Background: Lesions in the avascular two-thirds of the meniscus do not heal well and are of concern clinically. Various growth factors promote the synthesis of matrix by meniscal cells and thus have the potential to augment healing. However, their clinical application is severely hindered by problems with delivery. An attractive approach to overcoming such problems is to transfer genes that encode the growth factors in question to the site of the injury. As a prelude to this, we evaluated methods for delivering genes to the meniscus.

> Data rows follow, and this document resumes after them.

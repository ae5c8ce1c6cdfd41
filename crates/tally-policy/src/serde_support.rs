// crates/tally-policy/src/serde_support.rs
// ============================================================================
// Module: Policy Serde Support
// Description: Structured textual form for rules, nodes, and trees.
// Purpose: Import/export policies as JSON with explicit type discriminators.
// Dependencies: serde, serde_json
// ============================================================================

//! ## Overview
//! Rules serialize as records tagged by `type` (`"integer"`, `"string"`,
//! `"float"`). Nodes serialize as `{"rules": {key: record}}` with the map key
//! carrying the rule key, and trees as `{"nodes": [{"path": [...], "rules":
//! {...}}]}`. Decoding resolves the discriminator through
//! [`RuleKind::from_discriminator`] and fails on unknown types rather than
//! dropping the rule. Float defaults and bounds must be finite to encode;
//! JSON has no representation for NaN or infinities.

// ============================================================================
// SECTION: Imports
// ============================================================================

use std::collections::BTreeMap;

use serde::Deserialize;
use serde::Deserializer;
use serde::Serialize;
use serde::Serializer;
use serde::de::Error as _;
use serde::ser::Error as _;
use serde_json::Number;
use serde_json::Value;

use crate::error::CodecError;
use crate::node::ConfigPolicyNode;
use crate::rule::FloatRule;
use crate::rule::IntegerRule;
use crate::rule::Rule;
use crate::rule::RuleKind;
use crate::rule::StringRule;
use crate::tree::ConfigPolicyTree;
use crate::tree::PolicyPath;

// ============================================================================
// SECTION: Records
// ============================================================================

/// Serialized rule record.
#[derive(Debug, Clone, Serialize, Deserialize)]
struct RuleRecord {
    /// Variant discriminator.
    #[serde(rename = "type")]
    kind: String,
    /// Rule key (omitted inside node maps).
    #[serde(default, skip_serializing_if = "Option::is_none")]
    key: Option<String>,
    /// Required flag.
    #[serde(default)]
    required: bool,
    /// Optional default value.
    #[serde(default, skip_serializing_if = "Option::is_none")]
    default: Option<Value>,
    /// Optional inclusive minimum.
    #[serde(default, skip_serializing_if = "Option::is_none")]
    minimum: Option<Value>,
    /// Optional inclusive maximum.
    #[serde(default, skip_serializing_if = "Option::is_none")]
    maximum: Option<Value>,
}

/// Serialized node record.
#[derive(Debug, Clone, Default, Serialize, Deserialize)]
struct NodeRecord {
    /// Rules keyed by config key.
    #[serde(default)]
    rules: BTreeMap<String, RuleRecord>,
}

/// Serialized tree entry.
#[derive(Debug, Clone, Serialize, Deserialize)]
struct TreeEntryRecord {
    /// Namespace path segments.
    #[serde(default)]
    path: Vec<String>,
    /// Rules keyed by config key.
    #[serde(default)]
    rules: BTreeMap<String, RuleRecord>,
}

/// Serialized tree record.
#[derive(Debug, Clone, Default, Serialize, Deserialize)]
struct TreeRecord {
    /// Attached nodes.
    #[serde(default)]
    nodes: Vec<TreeEntryRecord>,
}

// ============================================================================
// SECTION: Rule Conversion
// ============================================================================

impl RuleRecord {
    /// Builds a record from a rule, optionally omitting the key.
    fn from_rule(rule: &Rule, include_key: bool) -> Result<Self, CodecError> {
        let key = include_key.then(|| rule.key().to_string());
        let kind = rule.kind().discriminator().to_string();
        Ok(match rule {
            Rule::Integer(rule) => Self {
                kind,
                key,
                required: rule.required(),
                default: rule.default().map(Value::from),
                minimum: rule.minimum().map(Value::from),
                maximum: rule.maximum().map(Value::from),
            },
            Rule::String(rule) => Self {
                kind,
                key,
                required: rule.required(),
                default: rule.default().map(Value::from),
                minimum: None,
                maximum: None,
            },
            Rule::Float(rule) => Self {
                kind,
                key,
                required: rule.required(),
                default: finite_field(rule.key(), "default", rule.default())?,
                minimum: finite_field(rule.key(), "minimum", rule.minimum())?,
                maximum: finite_field(rule.key(), "maximum", rule.maximum())?,
            },
        })
    }

    /// Rebuilds the rule this record describes under `key`.
    fn into_rule(self, key: &str) -> Result<Rule, CodecError> {
        let kind = RuleKind::from_discriminator(&self.kind)
            .ok_or_else(|| CodecError::UnknownRuleType(self.kind.clone()))?;
        match kind {
            RuleKind::Integer => {
                let default =
                    self.default.as_ref().map(|v| int_field(key, "default", v)).transpose()?;
                let mut rule = IntegerRule::new(key, self.required, default)?;
                if let Some(minimum) = &self.minimum {
                    rule.set_minimum(int_field(key, "minimum", minimum)?);
                }
                if let Some(maximum) = &self.maximum {
                    rule.set_maximum(int_field(key, "maximum", maximum)?);
                }
                Ok(rule.into())
            }
            RuleKind::String => {
                let default = match &self.default {
                    Some(Value::String(value)) => Some(value.clone()),
                    Some(_) => {
                        return Err(CodecError::Invalid(format!("{key}: default must be a string")));
                    }
                    None => None,
                };
                Ok(StringRule::new(key, self.required, default)?.into())
            }
            RuleKind::Float => {
                let default =
                    self.default.as_ref().map(|v| float_field(key, "default", v)).transpose()?;
                let mut rule = FloatRule::new(key, self.required, default)?;
                if let Some(minimum) = &self.minimum {
                    rule.set_minimum(float_field(key, "minimum", minimum)?);
                }
                if let Some(maximum) = &self.maximum {
                    rule.set_maximum(float_field(key, "maximum", maximum)?);
                }
                Ok(rule.into())
            }
        }
    }
}

/// Reads an integer field.
fn int_field(key: &str, field: &str, value: &Value) -> Result<i64, CodecError> {
    value
        .as_i64()
        .ok_or_else(|| CodecError::Invalid(format!("{key}: {field} must be an integer")))
}

/// Reads a float field, accepting integral JSON numbers.
fn float_field(key: &str, field: &str, value: &Value) -> Result<f64, CodecError> {
    value.as_f64().ok_or_else(|| CodecError::Invalid(format!("{key}: {field} must be a number")))
}

/// Encodes an optional float field, rejecting NaN and infinities.
fn finite_field(key: &str, field: &str, value: Option<f64>) -> Result<Option<Value>, CodecError> {
    value
        .map(|value| {
            Number::from_f64(value)
                .map(Value::Number)
                .ok_or_else(|| CodecError::Invalid(format!("{key}: {field} must be finite")))
        })
        .transpose()
}

/// Converts a record map into rules.
fn rules_from_records(records: BTreeMap<String, RuleRecord>) -> Result<Vec<Rule>, CodecError> {
    records.into_iter().map(|(key, record)| record.into_rule(&key)).collect()
}

/// Converts rules into a record map keyed by rule key.
fn records_from_rules(rules: Vec<Rule>) -> Result<BTreeMap<String, RuleRecord>, CodecError> {
    rules
        .into_iter()
        .map(|rule| -> Result<_, CodecError> {
            Ok((rule.key().to_string(), RuleRecord::from_rule(&rule, false)?))
        })
        .collect()
}

// ============================================================================
// SECTION: Serde Impls
// ============================================================================

impl Serialize for Rule {
    fn serialize<S: Serializer>(&self, serializer: S) -> Result<S::Ok, S::Error> {
        RuleRecord::from_rule(self, true).map_err(S::Error::custom)?.serialize(serializer)
    }
}

impl<'de> Deserialize<'de> for Rule {
    fn deserialize<D: Deserializer<'de>>(deserializer: D) -> Result<Self, D::Error> {
        let mut record = RuleRecord::deserialize(deserializer)?;
        let key = record.key.take().unwrap_or_default();
        record.into_rule(&key).map_err(D::Error::custom)
    }
}

impl Serialize for ConfigPolicyNode {
    fn serialize<S: Serializer>(&self, serializer: S) -> Result<S::Ok, S::Error> {
        NodeRecord {
            rules: records_from_rules(self.rules()).map_err(S::Error::custom)?,
        }
        .serialize(serializer)
    }
}

impl<'de> Deserialize<'de> for ConfigPolicyNode {
    fn deserialize<D: Deserializer<'de>>(deserializer: D) -> Result<Self, D::Error> {
        let record = NodeRecord::deserialize(deserializer)?;
        let rules = rules_from_records(record.rules).map_err(D::Error::custom)?;
        Ok(Self::with_rules(rules))
    }
}

impl Serialize for ConfigPolicyTree {
    fn serialize<S: Serializer>(&self, serializer: S) -> Result<S::Ok, S::Error> {
        let nodes = self
            .entries()
            .into_iter()
            .map(|(path, node)| -> Result<_, CodecError> {
                Ok(TreeEntryRecord {
                    path: path.segments().to_vec(),
                    rules: records_from_rules(node.rules())?,
                })
            })
            .collect::<Result<Vec<_>, CodecError>>()
            .map_err(S::Error::custom)?;
        TreeRecord {
            nodes,
        }
        .serialize(serializer)
    }
}

impl<'de> Deserialize<'de> for ConfigPolicyTree {
    fn deserialize<D: Deserializer<'de>>(deserializer: D) -> Result<Self, D::Error> {
        let record = TreeRecord::deserialize(deserializer)?;
        let tree = Self::new();
        for entry in record.nodes {
            let path = PolicyPath::new(&entry.path).map_err(D::Error::custom)?;
            let rules = rules_from_records(entry.rules).map_err(D::Error::custom)?;
            tree.add_at(path, ConfigPolicyNode::with_rules(rules));
        }
        Ok(tree)
    }
}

Methods: Gene transfer was evaluated in vitro and in vivo with a lacZ marker gene, which expresses the enzyme β-galactosidase. Two types of vectors were tested: an adenovirus and a retrovirus. Monolayers of lapine, canine, and human meniscal cells, as well as intact lapine and human menisci, were used for the in vitro studies. Lesions were created in the menisci of rabbits and dogs for the in vivo studies. Gene transfer to the sites of the experimental meniscal lesions in vivo was accomplished in two ways. In the lapine model, a suspension of adenovirus carrying the lacZ marker gene was mixed with whole blood and the clot was inserted into the lesion. In the canine model, retrovirally transduced allogenic meniscal cells carrying the lacZ marker gene were embedded in collagen gels and transferred to the defects. The animals were killed at various time-points, and gene expression was evaluated by histological examination of sections stained with 5-bromo-4-chloro-indolyl-β-D-galactose (X-gal), from which a blue chromagen is released in the presence of β-galactosidase.
Results: Monolayer cultures of lapine, canine, and human meniscal cells were susceptible to genetic transduction by both adenoviral and retroviral vectors. In vitro gene transfer to intact human and lapine menisci proved possible both by direct, adenoviral, delivery and indirect, retroviral, delivery. Gene expression persisted for at least twenty weeks under in vitro conditions. With regard to the in vivo studies, gene expression persisted within the clot and in some of the adjacent meniscal cells for at least three weeks in the lapine defect model. In the canine defect model, gene expression persisted within the transplanted, transduced meniscal cells for at least six weeks. Conclusions: It is possible to transfer genes to sites of meniscal damage and to express them locally within the lesion for several weeks.
Clinical Relevance: Healing of the avascular portion of the meniscus may be improved by the transfer of genes encoding the appropriate growth factors. To our knowledge, the present report is the first to describe methods for transferring genes to the meniscus. When used in conjunction with the appropriate growth-factor genes, these techniques should help to provide the basis for potential alternative treatment options for meniscal lesions. Additional studies are needed to determine whether these techniques will lead to improved healing of meniscal defects in vivo.